Maybe its the eggnog, but the National Association of Exclusive Buyer Agents says that shopping for a home during the holiday season is rife with challenges, and some of them are interesting, to say the least.
Among the woes reported by real estate brokerages that represent only home buyers in a recent NAEBA survey inquiring about the challenges of shopping for a home during the holiday season:
- A 100-year-old, faded, one-armed Santa.
- Christmas trees in every room of the house.
- Photos of the current homeowners wearing nothing but their birthday suits and a few Christmas accessories.
- Aftermath of a New Year’s Eve party including passed out guests complete with open and spilled adult beverages.
The biggest gripe by far was not being able to actually show a home. One NAEBA member answered the survey saying, “Many sellers have limited showing times during the holidays, particularly on weekends — hard to get into houses when people are entertaining, have visitors, etc.” Another member reported, “Sellers reluctant to show because house is a wreck or too much company in house.”
Other challenges were reported as well. Many cited even lower inventory due to sellers temporarily taking their homes off the market. Another challenge mentioned was that the decorations can alter a person’s perception of the house. Decorations may cover flaws or make a room look smaller than it actually is. A few members reported difficulties in meeting deadlines when financial institutions or other offices are closed or industry personnel (loan officer, inspector, etc.) take time off around the holidays.
Those members in colder climates also mentioned the challenge of getting to a home when the homeowners haven’t cleared away the snow from the entrance and the need to be cautious on icy sidewalks and steps.
Not all members pointed out challenges, however. One member stated, “Not a challenge but an opportunity for buyers. Since we know anyone whose home is on the market during the holidays
is highly motivated, we can be more aggressive in offering price and terms of the contract.”
“While buying a home during the holiday season can pose extra challenges, NAEBA members are aware of those challenges and can help a home buyer overcome them,” said NAEBA President Dawn Rae.
What is your biggest holiday home buying challenge?
Here are a few more from NAEBA survey respondents:
“The seller’s pet cat was stuffed and laying on display on the kitchen island shelf.”
“No holiday decorations come to mind but the New Year’s morning when I opened a home for a scheduled showing only to find a bunch of folks sprawled all over the furniture and floor with countless liquor bottles spilling their contents everywhere.”
“Halloween decorations were still up.”
“A Christmas tree in place before we’ve even celebrated Thanksgiving.”
“It’s always silly to show a property that has blow up Santas and snowmen in the yard.”
“A 100-year-old, one-armed Santa. The red had faded to brown and his beard to yellow. The owner claimed he lost his arm in WWI.”
“I once showed a home that had 13 (thirteen!!) Christmas trees. There was at least one in each room and they ranged in size from 7′ to 2′. Of course, the trees weren’t the only holiday decorations. You can imagine how excited the listing agent was. When he called to get feedback on the showing, I told him the buyers were a bit distracted by the Christmas explosion.

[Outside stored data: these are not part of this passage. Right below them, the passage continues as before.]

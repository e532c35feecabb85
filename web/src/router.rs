use crate::{
    controller::health_check_controller,
    middleware::{auth::require_auth, rate_limit},
    params, protect, AppState,
};
use axum::{
    extract::DefaultBodyLimit,
    middleware::{from_fn, from_fn_with_state},
    routing::{delete, get, post, put},
    Router,
};
use tower_http::services::ServeDir;

use crate::controller::{
    meeting, meeting_controller, project_controller, setting_controller, tag_controller,
    user_controller, user_session_controller,
};

use utoipa::{
    openapi::security::{ApiKey, ApiKeyValue, SecurityScheme},
    Modify, OpenApi,
};
use utoipa_rapidoc::RapiDoc;

/// Room for the multipart framing and text fields around the audio part
const MULTIPART_OVERHEAD_BYTES: usize = 1024 * 1024;

// This is the global definition of our OpenAPI spec. To be a part
// of the rendered spec, a path and schema must be listed here.
#[derive(OpenApi)]
#[openapi(
        info(
            title = "Meeting Notes API"
        ),
        paths(
            health_check_controller::health_check,
            meeting_controller::create,
            meeting_controller::index,
            meeting_controller::read,
            meeting_controller::update,
            meeting_controller::delete,
            meeting_controller::update_tags,
            meeting::processing_controller::create,
            meeting::processing_controller::read,
            meeting::transcript_controller::read,
            meeting::analysis_controller::read,
            meeting::speaker_controller::update,
            meeting::export_controller::read,
            project_controller::create,
            project_controller::index,
            project_controller::update,
            project_controller::delete,
            tag_controller::create,
            tag_controller::index,
            tag_controller::update,
            tag_controller::delete,
            setting_controller::index,
            setting_controller::update,
            setting_controller::delete,
            user_controller::create,
            user_session_controller::login,
            user_session_controller::delete,
        ),
        components(
            schemas(
                domain::analyses::Model,
                domain::credential_key::CredentialKey,
                domain::language::Language,
                domain::meeting_status::MeetingStatus,
                domain::meetings::Model,
                domain::projects::Model,
                domain::tags::Model,
                domain::users::Model,
                domain::meeting::MeetingWithTags,
                domain::meeting::ProcessingStatus,
                domain::setting::CredentialStatus,
                domain::speaker::Speaker,
                domain::transcript::Transcript,
                domain::transcript::Utterance,
                domain::user::Credentials,
                domain::user::Registration,
                params::meeting::UpdateParams,
                params::meeting::UpdateTagsParams,
                params::setting::UpdateParams,
                params::speaker::UpdateParams,
            )
        ),
        modifiers(&SecurityAddon),
        tags(
            (name = "meeting_notes", description = "Meeting transcription and analysis API")
        )
    )]
struct ApiDoc;

struct SecurityAddon;

// Defines our cookie session based authentication requirement for gaining access to our
// API endpoints for OpenAPI.
impl Modify for SecurityAddon {
    fn modify(&self, openapi: &mut utoipa::openapi::OpenApi) {
        if let Some(components) = openapi.components.as_mut() {
            components.add_security_scheme(
                "cookie_auth",
                SecurityScheme::ApiKey(ApiKey::Cookie(ApiKeyValue::with_description(
                    "id",
                    "Session id value returned from successful login via Set-Cookie header",
                ))),
            )
        }
    }
}

pub fn define_routes(app_state: AppState) -> Router {
    Router::new()
        .merge(health_routes())
        .merge(meeting_routes(app_state.clone()))
        .merge(meeting_resource_routes(app_state.clone()))
        .merge(project_routes(app_state.clone()))
        .merge(tag_routes(app_state.clone()))
        .merge(setting_routes(app_state.clone()))
        .merge(user_routes(app_state.clone()))
        .merge(user_session_routes())
        .merge(user_session_protected_routes(app_state.clone()))
        // **** FIXME: protect the OpenAPI web UI
        .merge(RapiDoc::with_openapi("/api-docs/openapi2.json", ApiDoc::openapi()).path("/rapidoc"))
        .fallback_service(static_routes())
}

fn health_routes() -> Router {
    Router::new().route("/health", get(health_check_controller::health_check))
}

fn meeting_routes(app_state: AppState) -> Router {
    let body_limit = usize::try_from(app_state.config().max_upload_bytes)
        .unwrap_or(usize::MAX)
        .saturating_add(MULTIPART_OVERHEAD_BYTES);

    Router::new()
        .route(
            "/meetings",
            post(meeting_controller::create)
                .layer(DefaultBodyLimit::max(body_limit))
                .layer(from_fn_with_state(app_state.clone(), rate_limit::uploads)),
        )
        .route("/meetings", get(meeting_controller::index))
        .route_layer(from_fn(require_auth))
        .with_state(app_state)
}

/// Everything addressed through `/meetings/:id` requires the caller to own the meeting.
fn meeting_resource_routes(app_state: AppState) -> Router {
    Router::new()
        .route("/meetings/:id", get(meeting_controller::read))
        .route("/meetings/:id", put(meeting_controller::update))
        .route("/meetings/:id", delete(meeting_controller::delete))
        .route("/meetings/:id/tags", put(meeting_controller::update_tags))
        .route(
            "/meetings/:id/process",
            post(meeting::processing_controller::create),
        )
        .route(
            "/meetings/:id/status",
            get(meeting::processing_controller::read),
        )
        .route(
            "/meetings/:id/transcript",
            get(meeting::transcript_controller::read),
        )
        .route(
            "/meetings/:id/analysis",
            get(meeting::analysis_controller::read),
        )
        .route(
            "/meetings/:id/speakers/:speaker_id",
            put(meeting::speaker_controller::update),
        )
        .route(
            "/meetings/:id/export",
            get(meeting::export_controller::read),
        )
        .route_layer(from_fn_with_state(
            app_state.clone(),
            protect::meetings::owner,
        ))
        .route_layer(from_fn(require_auth))
        .with_state(app_state)
}

fn project_routes(app_state: AppState) -> Router {
    Router::new()
        .route("/projects", get(project_controller::index))
        .route("/projects", post(project_controller::create))
        .route("/projects/:id", put(project_controller::update))
        .route("/projects/:id", delete(project_controller::delete))
        .route_layer(from_fn(require_auth))
        .with_state(app_state)
}

fn tag_routes(app_state: AppState) -> Router {
    Router::new()
        .route("/tags", get(tag_controller::index))
        .route("/tags", post(tag_controller::create))
        .route("/tags/:id", put(tag_controller::update))
        .route("/tags/:id", delete(tag_controller::delete))
        .route_layer(from_fn(require_auth))
        .with_state(app_state)
}

fn setting_routes(app_state: AppState) -> Router {
    Router::new()
        .route("/settings", get(setting_controller::index))
        .route("/settings/:key", put(setting_controller::update))
        .route("/settings/:key", delete(setting_controller::delete))
        .route_layer(from_fn(require_auth))
        .with_state(app_state)
}

fn user_routes(app_state: AppState) -> Router {
    Router::new()
        .route("/users", post(user_controller::create))
        .with_state(app_state)
}

pub fn user_session_protected_routes(app_state: AppState) -> Router {
    Router::new()
        .route("/delete", delete(user_session_controller::delete))
        .route_layer(from_fn(require_auth))
        .with_state(app_state)
}

pub fn user_session_routes() -> Router {
    Router::new().route("/login", post(user_session_controller::login))
}

// This will serve static files that we can use as a "fallback" for when the server panics
pub fn static_routes() -> Router {
    Router::new().nest_service("/", ServeDir::new("./"))
}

He sighed and said, ‘You probably wouldn’t believe me if I told you how it looks on a typical year. You saw their ‘dialed back’ version!'”
“In a barn was probably 75 or so boxes, labeled with last names. Some boxes were kind of opened and Christmas lights were visible. Among the boxes were also some wreaths and other
decorations. On the same property was a garage apartment, filled with more labeled boxes, and Christmas decorations. I jokingly said to my clients that the owner must be a “Christmas light putter-upper.” Before we left, the owner, who had been riding his tractor, walked over to speak with us. I asked him about the boxes. Sure enough, the boxes belong to his son, who is hired to decorate homes.”
“Naked photos on the walls of the couple in Christmas stuff.”
“We have a three-block neighborhood called Candy Cane Lane where (with a few exceptions) the houses are fully decked out with lights and displays … so if you are buying a house in that neighborhood during December you understand that it comes with that expectation.”